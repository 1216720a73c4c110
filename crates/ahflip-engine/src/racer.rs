//! Deadline racer.
//!
//! A flip whose auction is still in its grace period shows a sentinel item
//! until a known deadline. The racer sleeps until `deadline - wait_time`,
//! then clicks the view slot a bounded number of times. Every click first
//! checks that the open dialog is still the view and that the register
//! still names the same opportunity, so a race outliving its flip never
//! clicks.
//!
//! The spam fallback clicks at a fixed interval while the sentinel is
//! showing. It covers flips whose deadline was not raced and stops on its
//! own after a run of unreadable slot reads.

use std::sync::atomic::{AtomicBool, AtomicU64, Ordering};
use std::sync::Arc;
use std::time::Duration;

use ahflip_core::dialog::SLOT_VIEW_ITEM;
use ahflip_core::{AuctionId, Clock, DialogKind, OperationMode};
use ahflip_session::DynSession;
use ahflip_telemetry::Metrics;
use parking_lot::Mutex;
use tokio::task::JoinHandle;
use tokio_util::sync::CancellationToken;
use tracing::{debug, info, warn, Instrument};

use crate::config::TimingConfig;
use crate::register::ModeRegister;

/// How a race ended.
#[derive(Debug, Clone, Copy, PartialEq, Eq)]
pub enum RaceResult {
    /// Clicked and the view was gone after the settle period.
    Clicked { attempts: u32 },
    /// The opportunity was no longer current at wake time.
    Stale,
    /// The view was still open on the same opportunity after settling.
    /// Closed and released.
    Aborted,
    /// No dialog, still buying the same opportunity. Released.
    LostWindow,
    /// Cancelled before finishing.
    Cancelled,
}

impl RaceResult {
    pub fn label(&self) -> &'static str {
        match self {
            Self::Clicked { .. } => "clicked",
            Self::Stale => "stale",
            Self::Aborted => "aborted",
            Self::LostWindow => "lost_window",
            Self::Cancelled => "cancelled",
        }
    }
}

/// Handle of an armed race.
#[derive(Debug)]
pub struct RaceHandle {
    pub id: AuctionId,
    cancel: CancellationToken,
    join: JoinHandle<RaceResult>,
}

impl RaceHandle {
    pub fn cancel(&self) {
        self.cancel.cancel();
    }

    pub async fn result(self) -> RaceResult {
        self.join.await.unwrap_or(RaceResult::Cancelled)
    }
}

/// Deadline racer and spam fallback of one identity.
pub struct DeadlineRacer {
    timing: TimingConfig,
    session: DynSession,
    register: Arc<ModeRegister>,
    clock: Arc<dyn Clock>,
    cancel: CancellationToken,
    /// A race is sleeping or clicking.
    timing_active: AtomicBool,
    /// The race is known to have missed; the spam fallback may keep going.
    bed_failed: AtomicBool,
    /// Epoch ms of the last sentinel click, for grace latency logging.
    last_click_ms: AtomicU64,
    generation: AtomicU64,
    current: Mutex<Option<CancellationToken>>,
}

impl DeadlineRacer {
    /// `cancel` is the engine's token; every race and spam run is a child.
    pub fn new(
        timing: TimingConfig,
        session: DynSession,
        register: Arc<ModeRegister>,
        clock: Arc<dyn Clock>,
        cancel: CancellationToken,
    ) -> Self {
        Self {
            timing,
            session,
            register,
            clock,
            cancel,
            timing_active: AtomicBool::new(false),
            bed_failed: AtomicBool::new(false),
            last_click_ms: AtomicU64::new(0),
            generation: AtomicU64::new(0),
            current: Mutex::new(None),
        }
    }

    pub fn is_timing(&self) -> bool {
        self.timing_active.load(Ordering::SeqCst)
    }

    pub fn bed_failed(&self) -> bool {
        self.bed_failed.load(Ordering::SeqCst)
    }

    /// Flag the current flip as not raced. Queued buys and missed races set
    /// this so the spam fallback is not stopped by a sleeping race.
    pub fn set_bed_failed(&self, failed: bool) {
        self.bed_failed.store(failed, Ordering::SeqCst);
    }

    /// Arm a race for `id`. A previously armed race is cancelled.
    pub fn arm(self: &Arc<Self>, id: AuctionId, deadline_ms: u64) -> RaceHandle {
        let cancel = self.cancel.child_token();
        if let Some(previous) = self.current.lock().replace(cancel.clone()) {
            previous.cancel();
        }
        let generation = self.generation.fetch_add(1, Ordering::SeqCst) + 1;
        self.timing_active.store(true, Ordering::SeqCst);

        let racer = Arc::clone(self);
        let token = cancel.clone();
        let race_id = id.clone();
        let join = tokio::spawn(
            async move {
                let result = racer.race(race_id, deadline_ms, &token).await;
                racer.finish(generation);
                Metrics::race_result(result.label());
                result
            }
            .in_current_span(),
        );

        RaceHandle { id, cancel, join }
    }

    async fn race(&self, id: AuctionId, deadline_ms: u64, cancel: &CancellationToken) -> RaceResult {
        let now = self.clock.now_ms();
        let wake_in = deadline_ms
            .saturating_sub(now)
            .saturating_sub(self.timing.wait_time_ms);
        debug!(auction_id = %id, wake_in_ms = wake_in, "Timing sentinel");

        if !self.sleep(wake_in, cancel).await {
            return RaceResult::Cancelled;
        }
        if self.register.current_opportunity().as_ref() != Some(&id) {
            debug!(auction_id = %id, "Race is stale");
            return RaceResult::Stale;
        }

        let mut attempts = 0;
        for _ in 0..self.timing.max_bed_clicks {
            if !self.view_is_current(&id) {
                break;
            }
            match self.session.click(SLOT_VIEW_ITEM).await {
                Ok(true) => {
                    attempts += 1;
                    self.last_click_ms.store(self.clock.now_ms(), Ordering::SeqCst);
                    debug!(auction_id = %id, attempt = attempts, "Clicked sentinel");
                }
                Ok(false) => break,
                Err(e) => {
                    warn!(error = %e, "Sentinel click failed");
                    break;
                }
            }
            if !self.sleep(self.timing.delay_between_clicks_ms, cancel).await {
                return RaceResult::Cancelled;
            }
        }

        if !self.sleep(self.timing.settle_ms, cancel).await {
            return RaceResult::Cancelled;
        }

        let dialog = self.session.current_dialog();
        let still_ours = self.register.current_opportunity().as_ref() == Some(&id);
        match dialog {
            Some(d) if d.kind == DialogKind::BinAuctionView && still_ours => {
                if let Err(e) = self.session.close_dialog().await {
                    debug!(error = %e, "Close after failed race not sent");
                }
                self.register.release_flip(&id);
                warn!(
                    auction_id = %id,
                    wait_time_ms = self.timing.wait_time_ms,
                    "Sentinel timing failed and the auction was aborted; lower wait_time_ms or enable bed_spam"
                );
                RaceResult::Aborted
            }
            None if still_ours && self.register.get() == OperationMode::Buying => {
                warn!(auction_id = %id, "View closed after sentinel timing");
                self.register.release_flip(&id);
                RaceResult::LostWindow
            }
            _ => {
                debug!(auction_id = %id, attempts, "Timed sentinel");
                RaceResult::Clicked { attempts }
            }
        }
    }

    /// Only the latest race clears the timing flag.
    fn finish(&self, generation: u64) {
        if self.generation.load(Ordering::SeqCst) == generation {
            *self.current.lock() = None;
            self.timing_active.store(false, Ordering::SeqCst);
        }
    }

    /// Whether the view dialog is open and `id` still owns the resource.
    fn view_is_current(&self, id: &AuctionId) -> bool {
        let is_view = self
            .session
            .current_dialog()
            .map(|d| d.kind == DialogKind::BinAuctionView)
            .unwrap_or(false);
        is_view && self.register.current_opportunity().as_ref() == Some(id)
    }

    /// Sleep unless cancelled. Returns false when cancelled.
    async fn sleep(&self, ms: u64, cancel: &CancellationToken) -> bool {
        tokio::select! {
            _ = cancel.cancelled() => false,
            _ = tokio::time::sleep(Duration::from_millis(ms)) => true,
        }
    }

    /// Log the click-to-grace latency when the server reports the grace
    /// period.
    pub fn grace_reported(&self) {
        let last = self.last_click_ms.load(Ordering::SeqCst);
        if last > 0 {
            info!(
                latency_ms = self.clock.now_ms().saturating_sub(last),
                "Response time from click to grace"
            );
        }
    }

    /// Start the spam fallback for the opportunity currently owning the
    /// resource.
    pub fn start_spam(self: &Arc<Self>) -> JoinHandle<u32> {
        let racer = Arc::clone(self);
        let cancel = self.cancel.child_token();
        tokio::spawn(async move { racer.spam(cancel).await }.in_current_span())
    }

    async fn spam(&self, cancel: CancellationToken) -> u32 {
        let owner = self.register.current_opportunity();
        let mut ticker = tokio::time::interval(Duration::from_millis(self.timing.click_delay_ms));
        ticker.tick().await;

        let mut unreadable = 0;
        let mut clicks = 0;
        loop {
            tokio::select! {
                _ = cancel.cancelled() => break,
                _ = ticker.tick() => {}
            }
            if self.register.current_opportunity() != owner {
                debug!("Spam stopped: opportunity changed");
                break;
            }

            let dialog = self.session.current_dialog();
            let Some(item) = self.session.slot(SLOT_VIEW_ITEM) else {
                unreadable += 1;
                if unreadable >= self.timing.bed_spam_max_unreadable {
                    debug!(unreadable, "Spam stopped: slot unreadable");
                    break;
                }
                continue;
            };

            if item.kind() == "gold_nugget" {
                if self.click().await {
                    clicks += 1;
                }
                unreadable += 1;
                continue;
            }

            let raced = !self.bed_failed() && !self.timing.bed_spam && self.is_timing();
            let is_view = dialog
                .map(|d| d.kind == DialogKind::BinAuctionView)
                .unwrap_or(false);
            let is_sentinel = matches!(item.kind(), "bed" | "red_bed");
            if raced || !is_view || !is_sentinel {
                debug!(raced, is_view, item = item.kind(), "Spam stopped");
                break;
            }
            if self.click().await {
                clicks += 1;
            }
        }

        if clicks > 0 {
            Metrics::race_result("spam");
        }
        clicks
    }

    async fn click(&self) -> bool {
        match self.session.click(SLOT_VIEW_ITEM).await {
            Ok(clicked) => {
                if clicked {
                    self.last_click_ms.store(self.clock.now_ms(), Ordering::SeqCst);
                }
                clicked
            }
            Err(e) => {
                warn!(error = %e, "Spam click failed");
                false
            }
        }
    }
}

——————

__What is expected__
Set down exactly the lines of the data above, beginning with the line that has "fn finish(&self, generation: u64)" and ending with the line that has "owns the resource.", and no others.

__Answer box__
    fn finish(&self, generation: u64) {
        if self.generation.load(Ordering::SeqCst) == generation {
            *self.current.lock() = None;
            self.timing_active.store(false, Ordering::SeqCst);
        }
    }

    /// Whether the view dialog is open and `id` still owns the resource.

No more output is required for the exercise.